Bug Hunt has one of the oldest video game premises there is – you’re a space marine, there are aliens, go shoot them and win. Much like Xenon-Xevious Resurgence*, it’s part of a larger series of games, though the grounded sense of place I noted in that one didn’t come through as strongly for me here; it really does feel like generic military sci-fi. There are a couple twists in the setup, though, viz: a) instead of playing one space marine, you actually swap between members of a squad, each with a slight difference in skillset or role, and b) rather than terrifying acid-blooded xenomorphs, per the cover art you’re hunting down overgrown but still-cute tardigrades.
After a brief bit of context-setting, the game quickly establishes its structure: the team splits up to explore each corner of a besieged colony, and you need to guide them in turn as they find, and hopefully best, an alien. The vignettes are all quite brief – the longest might take fifteen minutes or so – and all involve classic puzzles, but with a little bit of variety; one involves getting an elevator to work so you can explore an abandoned building, another finding an alien who’s hiding among others in a zoo. And again, none are too challenging on their own – sure, I got jumped a couple times, but some judicious UNDOing was usually enough for me to turn the tables on the beasties. The one wrinkle adding to the difficulty is that there’s a tight 80-turn timer, and some of the larger scenarios can easily eat up 50 or 60 of those to fully explore. Good thing the party separates, so the timer resets every time you swap characters!

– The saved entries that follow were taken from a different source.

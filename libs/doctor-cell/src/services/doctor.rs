use reqwest::Method;
use tracing::{debug, error};

use shared_config::AppConfig;
use shared_database::{ClinicApiClient, ClinicApiError};

use crate::models::{Doctor, DoctorAvailability, DoctorError};

pub const DOCTORS_PATH: &str = "/api/doctors";

pub struct DoctorService {
    client: ClinicApiClient,
}

impl DoctorService {
    pub fn new(config: &AppConfig) -> Self {
        Self {
            client: ClinicApiClient::new(config),
        }
    }

    pub fn with_client(client: ClinicApiClient) -> Self {
        Self { client }
    }

    pub async fn get_doctor(
        &self,
        doctor_id: &str,
        auth_token: Option<&str>,
    ) -> Result<Doctor, DoctorError> {
        debug!("Fetching doctor: {}", doctor_id);

        let path = format!("{}/{}", DOCTORS_PATH, urlencoding::encode(doctor_id));
        self.client
            .request::<Doctor>(Method::GET, &path, auth_token, None)
            .await
            .map_err(|e| match e {
                e if e.is_not_found() => DoctorError::NotFound,
                ClinicApiError::Decode(msg) => {
                    error!("Doctor {} has an unexpected shape: {}", doctor_id, msg);
                    DoctorError::ExternalService(format!("Failed to parse doctor: {}", msg))
                }
                other => DoctorError::ExternalService(other.to_string()),
            })
    }

    pub async fn get_doctor_availability(
        &self,
        doctor_id: &str,
        auth_token: Option<&str>,
    ) -> Result<DoctorAvailability, DoctorError> {
        let doctor = self.get_doctor(doctor_id, auth_token).await?;
        let availability = doctor.availability();

        if availability.available_days.is_empty() {
            tracing::warn!(
                "Doctor {} has no recognizable available days in '{}'",
                doctor_id,
                doctor.available_days
            );
        }

        Ok(availability)
    }
}
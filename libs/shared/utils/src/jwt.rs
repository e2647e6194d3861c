use base64::{engine::general_purpose::URL_SAFE_NO_PAD, Engine};
use chrono::{TimeZone, Utc};
use hmac::{Hmac, Mac};
use sha2::Sha256;
use tracing::debug;

use shared_models::auth::{JwtClaims, JwtHeader, Role, User};

type HmacSha256 = Hmac<Sha256>;

pub fn validate_token(token: &str, jwt_secret: &str) -> Result<User, String> {
    if jwt_secret.is_empty() {
        return Err("JWT secret is not set".to_string());
    }

    let parts: Vec<&str> = token.split('.').collect();
    if parts.len() != 3 {
        return Err("Invalid token format".to_string());
    }

    let header_b64 = parts[0];
    let claims_b64 = parts[1];
    let signature_b64 = parts[2];

    let header: JwtHeader = decode_segment(header_b64)
        .map_err(|_| "Invalid header encoding".to_string())?;
    if header.alg != "HS256" {
        debug!("Rejecting token signed with {}", header.alg);
        return Err("Unsupported token algorithm".to_string());
    }

    let signature = URL_SAFE_NO_PAD.decode(signature_b64).map_err(|e| {
        debug!("Failed to decode signature: {}", e);
        "Invalid signature encoding".to_string()
    })?;

    let mut mac = HmacSha256::new_from_slice(jwt_secret.as_bytes())
        .map_err(|_| "Failed to create HMAC".to_string())?;
    mac.update(format!("{}.{}", header_b64, claims_b64).as_bytes());

    if mac.verify_slice(&signature).is_err() {
        debug!("Token signature verification failed");
        return Err("Invalid token signature".to_string());
    }

    let claims: JwtClaims = decode_segment(claims_b64).map_err(|e| {
        debug!("Failed to parse claims: {}", e);
        "Invalid claims format".to_string()
    })?;

    if let Some(exp) = claims.exp {
        let now = Utc::now().timestamp().max(0) as u64;
        if exp < now {
            debug!("Token expired at {} (now: {})", exp, now);
            return Err("Token expired".to_string());
        }
    }

    let created_at = claims
        .iat
        .and_then(|timestamp| Utc.timestamp_opt(timestamp as i64, 0).single());

    let user = User {
        id: claims.sub,
        email: claims.email,
        name: claims.name,
        role: Role::from_claim(claims.role.as_deref()),
        created_at,
    };

    debug!("Token validated successfully for user: {}", user.id);
    Ok(user)
}

fn decode_segment<T: serde::de::DeserializeOwned>(segment: &str) -> Result<T, String> {
    let bytes = URL_SAFE_NO_PAD.decode(segment).map_err(|e| e.to_string())?;
    serde_json::from_slice(&bytes).map_err(|e| e.to_string())
}
use std::sync::Arc;

use axum::{
    extract::{Path, Query, State},
    Json,
};
use chrono::Local;
use serde_json::{json, Value};

use shared_config::AppConfig;
use shared_models::error::AppError;

use crate::models::{AvailabilityQuery, DoctorDayAvailability, DoctorError};
use crate::services::DoctorService;

impl From<DoctorError> for AppError {
    fn from(e: DoctorError) -> Self {
        match e {
            DoctorError::NotFound => AppError::NotFound("Doctor not found".to_string()),
            DoctorError::ExternalService(msg) => AppError::ExternalService(msg),
        }
    }
}

/// Whether the doctor sees patients on the requested date (default: today).
#[axum::debug_handler]
pub async fn get_doctor_availability_public(
    State(state): State<Arc<AppConfig>>,
    Path(doctor_id): Path<String>,
    Query(query): Query<AvailabilityQuery>,
) -> Result<Json<Value>, AppError> {
    let doctor_service = DoctorService::new(&state);

    let availability = doctor_service.get_doctor_availability(&doctor_id, None).await?;
    let date = query.date.unwrap_or_else(|| Local::now().date_naive());

    Ok(Json(json!(DoctorDayAvailability::for_date(&availability, date))))
}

Except, er, no, it doesn’t. I assume there’s some technical reason in ADRIFT behind this implementation decision – it’s similarly kind of annoying that you can only save and load the game as the initial protagonist – but as a result, the timer just keeps on clicking linearly as you hop from character to character, as though when the commander said “let’s split up!” and left, everyone shuffled around aimlessly waiting until he radioed back to say he’d killed a bug, at which point one more person left and the whole process repeated itself. Given this constraint, the 80 turn limit goes from tight to ludicrous – I’d imagine a reasonably-efficient playthrough that explored the full play area and checked out every bit of scenery, while solving the puzzles expeditiously, would still easily reach 250 turns or so (that abandoned office building is big – I confess I checked the walkthrough to avoid having to check out a dozenish empty, nondescript locations).
Fortunately it wasn’t too hard for me to savescum my way around the issue: every time I wasted an alien, I restored an earlier save, typed in the optimized path, then saved again. As a result the timer did little more than add a pleasant frisson of challenge, making my victory all the sweeter. Horsfield has written better games, I think – as mentioned, while this one is technically solid and has fair, well-clued puzzles, it doesn’t have as much of the immersive detail I’ve enjoyed in other, harder games – but Bug Hunt is still recognizably of a piece with that larger oeuvre, and so I feel quite satisfied in finally taking the W.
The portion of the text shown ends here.